Single by Tyler, the Creator

from the album Flower Boy
- Released: July 19, 2017
- Recorded: 2016–2017
- Genre: Hip hop
- Length: 3:26
- Label: Columbia
- Songwriter: Tyler Okonma
- Producer: Tyler, the Creator

Tyler, the Creator singles chronology
| "Boredom" (2017) | "I Ain't Got Time!" (2017) | "See You Again" (2017) |

= I Ain't Got Time! =

"I Ain't Got Time!" is a song by American rapper and producer Tyler, the Creator, released on July 19, 2017, as the third single from his fifth studio album Flower Boy, which was released two days later. It features additional vocals from Shane Powers and incorporates elements of "Introduction" by Bel-Sha-Zaar featuring Tommy Genapopoluis and the Grecian Knights.
2017 single by Tyler, the Creator

== Background ==
On July 9, 2017, Flower Boy was leaked and surfaced online. One particular line in "I Ain't Got Time!" especially caught the attention of fans as it hinted at Tyler, the Creator's sexual orientation: "Next line will have 'em like 'Whoa' / I been kissing white boys since 2004". The song premiered on July 19, 2017, via Zane Lowe's Beats 1, on which Tyler, the Creator revealed he made the song during one of Kanye West's studio sessions for his album The Life of Pablo. When West was taking a nap, his engineer Noah recorded Tyler on an MPC as Tyler had requested. Tyler started smacking, clapping, "making weird noises", added bass and then a hook to the song. He was inspired to sample "Introduction" after hearing "Groove Is in the Heart" by Deee-Lite, which also samples the song. Tyler offered Kanye West to perform on the song, thinking would "sound so much cooler saying 'I ain't got time'", and also contacted Nicki Minaj's management at the time with the same offer for her. According to Tyler, both rappers turned it down; West did not like the song, and Minaj's then-management told him she did not know what to add. In a 2023 episode of her radio show Queen Radio, Minaj was asked by a fan about the song and she said that she liked Tyler's music and she does not remember receiving the song or declining it. According to Tyler, "I Ain't Got Time!" began as two separate tracks which he then joined since he could not decide "which one should go as the banger".

==Composition==
"I Ain't Got Time!" is a "psychedelic" hip hop song with an uptempo bounce and quick-paced production that contains synthesizers, a thumping bass and drums with a looped sample from "Groove Is in the Heart". The song uses two different variations of the beat and finds Tyler, the Creator rapping in multiple flows.

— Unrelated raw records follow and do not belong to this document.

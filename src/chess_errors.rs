//! Errors used throughout the crate.
//!
//! Move rules never fail: they answer with a boolean or a (possibly empty)
//! sequence of cells. `ChessErrors` covers the supporting surface instead:
//! coordinate construction, algebraic parsing, board layout parsing and the
//! lookups the console front end performs on behalf of a user.
//!
//! Usage guidelines:
//! - Parsing and input-related variants (`InvalidAlgebraic`,
//!   `InvalidBoardLayout`, `InvalidPieceChar`) are recoverable and suitable for
//!   presenting to end users.
//! - `NoPieceAt` and `UnsupportedPiece` describe a request that makes no sense
//!   for the current board and should be reported back to whoever asked.

use thiserror::Error;

/// Unified error type for the crate.
#[derive(Error, Debug, Clone, PartialEq, Eq)]
pub enum ChessErrors {
    /// Coordinates fall outside the 8x8 board.
    #[error("coordinates ({x}, {y}) are outside the board (must be 0-7)")]
    OutOfBounds { x: i32, y: i32 },

    /// A square name such as `"e4"` could not be parsed.
    #[error("invalid algebraic square: {0}")]
    InvalidAlgebraic(String),

    /// The board placement text is malformed.
    #[error("invalid board layout: {0}")]
    InvalidBoardLayout(String),

    /// A piece letter in the board layout is not one of `pnbrqkPNBRQK`.
    #[error("invalid piece character '{0}'")]
    InvalidPieceChar(char),

    /// The named square is empty.
    #[error("no piece on {0}")]
    NoPieceAt(String),

    /// The piece on the square has no sliding rule (knight, king or pawn).
    #[error("no sliding move rule for piece '{0}'")]
    UnsupportedPiece(char),
}

/// Result alias for fallible operations in this crate.
pub type ChessResult<T> = Result<T, ChessErrors>;
//! Conversions between cells and algebraic square names.
//!
//! Files `a..h` map to `x = 0..7`. Ranks are printed top-down on the console,
//! so rank `8` is `y = 0` and rank `1` is `y = 7`.

use crate::chess_errors::{ChessErrors, ChessResult};
use crate::game_state::chess_types::Cell;

/// Convert algebraic notation (for example: "e4") to a cell.
pub fn algebraic_to_cell(square: &str) -> ChessResult<Cell> {
    let bytes = square.as_bytes();
    if bytes.len() != 2 {
        return Err(ChessErrors::InvalidAlgebraic(square.to_owned()));
    }

    let file = bytes[0].to_ascii_lowercase();
    let rank = bytes[1];

    if !(b'a'..=b'h').contains(&file) || !(b'1'..=b'8').contains(&rank) {
        return Err(ChessErrors::InvalidAlgebraic(square.to_owned()));
    }

    Ok(Cell::new(file - b'a', b'8' - rank))
}

/// Convert a cell to algebraic notation (for example: "e4").
pub fn cell_to_algebraic(cell: Cell) -> String {
    let file_char = char::from(b'a' + cell.x());
    let rank_char = char::from(b'8' - cell.y());
    format!("{file_char}{rank_char}")
}

#[cfg(test)]
mod tests {
    use super::{algebraic_to_cell, cell_to_algebraic};
    use crate::chess_errors::ChessErrors;
    use crate::game_state::chess_types::Cell;

    #[test]
    fn corners_map_to_console_coordinates() {
        assert_eq!(algebraic_to_cell("a8").expect("a8 should parse"), Cell::new(0, 0));
        assert_eq!(algebraic_to_cell("h1").expect("h1 should parse"), Cell::new(7, 7));
        assert_eq!(algebraic_to_cell("E4").expect("upper-case file is accepted"), Cell::new(4, 4));
        assert_eq!(cell_to_algebraic(Cell::new(3, 4)), "d4");
        assert_eq!(Cell::new(2, 7).to_string(), "c1");
    }

    #[test]
    fn malformed_squares_are_rejected() {
        for bad in ["", "e", "e44", "i1", "a0", "a9", "44"] {
            assert_eq!(
                algebraic_to_cell(bad),
                Err(ChessErrors::InvalidAlgebraic(bad.to_owned()))
            );
        }
    }
}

In one verse, he states he has been "kissing white boys since 2004", before addressing his departure from Vans and shoe deal with Converse as well as mentioning "getting neck from a broad". The song ends with an earlier version of "Sweet / I Thought You Wanted to Dance" (titled "Sugar"), later included on his seventh studio album Call Me If You Get Lost in over four years later in June 2021.

==Recording==
“I Ain’t Got Time!” was recorded during sessions for Tyler, the Creator’s fourth studio album Flower Boy (2017), primarily in Los Angeles. The track was produced by Tyler, the Creator and incorporates a pitched sample of Positive K’s “I Got a Man.” It was developed through Tyler’s experimental production process, in which he built instrumentals first and then layered vocals over evolving arrangements. Recording sessions for I Ain't Got Time! were recorded between 2016-2017. The song features a notable mid-track shift in tempo and structure, reflecting Tyler’s tendency during the Flower Boy sessions to restructure beats and song sections during recording rather than adhering to traditional song formats.

==Critical reception==
Alexandra Holterman of Billboard wrote the song is "perhaps made more unique with just Tyler's raspy voice integrated with the titillating barrage of sounds. With or without the added intrigue caused by the leaked lyric, the single so far appears to be a memorable addition to the rapper's fourth studio album". Likewise, Aaron Williams of Uproxx called it an "ugly-face-inducing banger, with or without an explanation for" the aforementioned line. Matthew Ramirez of Pitchfork commented, "Tyler's refusal to make his life an open book keeps him enigmatic, while his production here, a noisy, gurgling bath of synths makes sure the whole song remains unpredictable. Eight years into his career, Tyler's ability to keep offering new perspectives, especially on 'I Ain't Got Time!', shows he's still full of surprises".

==Charts==

Chart performance for "I Ain't Got Time!"
| Chart (2017) | Peak position |
|---|---|
| New Zealand Heatseeker Singles (RMNZ) | 2 |

==Certifications==

Certifications for "I Ain't Got Time!"
| Region | Certification | Certified units/sales |
| United States (RIAA) | Gold | 500,000^{‡} |
^{‡} Sales+streaming figures based on certification alone.